Greve na USP deve atingir vários serviços

Paralisação dos funcionários afetará bibliotecas, refeitórios e laboratórios

04 de maio de 2010 | 11h40

Os funcionários da Universidade de São Paulo (USP) entram em greve por tempo indeterminado a partir desta quarta-feira, dia 5. Os professores não vão participar, mas os alunos sentirão os efeitos da paralisação.

 

Isso porque serão prejudicados os serviços nas bibliotecas, nos quatro refeitórios e nos laboratórios onde ocorrem as aulas práticas. As duas linhas de ônibus internas também serão atingidas. Os atendimentos nos museus deverão ser afetados.

 

De acordo com o Sindicato dos Trabalhadores da Universidade de São Paulo (Sintusp), a paralisação começa às 6 horas, com reuniões de funcionários para consolidar o movimento. O comando de greve deve se reunir em assembleia geral no prédio da Faculdade de História durante a manhã e, à tarde, na sede do sindicato.

 

Ainda segundo o Sintusp, além dos servidores da USP, parte dos funcionários em Ribeirão Preto, São Carlos e Piracicaba, da Unesp e da Unicamp prometem paralisação a partir do dia 6 de maio.

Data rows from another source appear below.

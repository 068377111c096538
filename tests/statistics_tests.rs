// SPDX-License-Identifier: MIT
// Copyright 2026 Roland Dreier <roland@rolandd.dev>

//! Aggregate statistics endpoints.

use axum::http::StatusCode;

mod common;

#[tokio::test]
async fn test_global_statistics() {
    let (app, _state) = common::create_test_app();

    let id = common::create_athlete(&app, "John Doe").await;
    common::create_session(&app, &id, "2025-10-20", 45.0, 8.5).await;
    common::create_session(&app, &id, "2025-10-21", 60.0, 12.0).await;

    let (status, body) =
        common::request(&app, "GET", "/v1/training-sessions/statistics", None).await;
    assert_eq!(status, StatusCode::OK);
    assert_eq!(body["totalSessions"], 2);
    assert_eq!(body["totalDuration"], 105.0);
    assert_eq!(body["totalDistance"], 20.5);
    assert_eq!(body["averageDuration"], 52.5);
    assert_eq!(body["averageDistance"], 10.25);
    assert_eq!(body["averagePace"], 5.12);
}

#[tokio::test]
async fn test_statistics_with_date_filter() {
    let (app, _state) = common::create_test_app();

    let id = common::create_athlete(&app, "John Doe").await;
    common::create_session(&app, &id, "2025-10-20", 45.0, 8.5).await;
    common::create_session(&app, &id, "2025-10-21", 60.0, 12.0).await;
    common::create_session(&app, &id, "2025-10-22", 30.0, 5.0).await;

    let (status, body) = common::request(
        &app,
        "GET",
        "/v1/training-sessions/statistics?startDate=2025-10-21&endDate=2025-10-21",
        None,
    )
    .await;
    assert_eq!(status, StatusCode::OK);
    assert_eq!(body["totalSessions"], 1);
    assert_eq!(body["totalDuration"], 60.0);
    assert_eq!(body["averagePace"], 5.0);
}

#[tokio::test]
async fn test_statistics_empty_store_is_all_zeros() {
    let (app, _state) = common::create_test_app();

    let (status, body) =
        common::request(&app, "GET", "/v1/training-sessions/statistics", None).await;
    assert_eq!(status, StatusCode::OK);
    assert_eq!(body["totalSessions"], 0);
    assert_eq!(body["totalDuration"], 0.0);
    assert_eq!(body["averageDuration"], 0.0);
    assert_eq!(body["averagePace"], 0.0);
}

#[tokio::test]
async fn test_athlete_statistics_only_counts_their_sessions() {
    let (app, _state) = common::create_test_app();

    let john = common::create_athlete(&app, "John Doe").await;
    let jane = common::create_athlete(&app, "Jane Smith").await;
    common::create_session(&app, &john, "2025-10-20", 45.0, 8.5).await;
    common::create_session(&app, &jane, "2025-10-21", 60.0, 12.0).await;

    let (status, body) = common::request(
        &app,
        "GET",
        &format!("/v1/athletes/{}/statistics", john),
        None,
    )
    .await;
    assert_eq!(status, StatusCode::OK);
    assert_eq!(body["totalSessions"], 1);
    assert_eq!(body["totalDuration"], 45.0);
    assert_eq!(body["totalDistance"], 8.5);
}

#[tokio::test]
async fn test_athlete_statistics_for_unknown_athlete_is_404() {
    let (app, _state) = common::create_test_app();

    let (status, _) =
        common::request(&app, "GET", "/v1/athletes/missing/statistics", None).await;
    assert_eq!(status, StatusCode::NOT_FOUND);
}

#[tokio::test]
async fn test_athlete_with_no_sessions_has_zero_statistics() {
    let (app, _state) = common::create_test_app();

    let id = common::create_athlete(&app, "John Doe").await;

    let (status, body) = common::request(
        &app,
        "GET",
        &format!("/v1/athletes/{}/statistics", id),
        None,
    )
    .await;
    assert_eq!(status, StatusCode::OK);
    assert_eq!(body["totalSessions"], 0);
    assert_eq!(body["averagePace"], 0.0);
}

Cerca de 30 mil trabalhadores fazem parte da relação de servidores das três universidades, sendo metade desse total da USP.

 

A categoria reivindica reposição de 16% e incorporação de R$ 200 ao salário-base. Os grevistas também querem a extensão, para todos os servidores das universidades estaduais paulistas, do reajuste de 6% retroativo a fevereiro concedido aos professores no início de março.

 

A paralisação foi aprovada na quinta-feira, dia 29 de abril, em assembleia do Sintusp. Após a reunião, os funcionários fizeram um ato em frente à reitoria, na Cidade Universitária, com faixas e carro de som.

 

No dia 11, haverá reunião de negociação entre o Fórum das Seis (entidade que congrega sindicatos de professores e funcionários da USP, Unesp e Unicamp e do Centro Paula Souza) e o Conselho de Reitores das Universidades Estaduais Paulistas (Cruesp). Antes do encontro, marcado para as 15 horas, os sindicatos devem realizar um protesto conjunto em frente à nova sede do conselho, na Rua Itapeva, região central de São Paulo.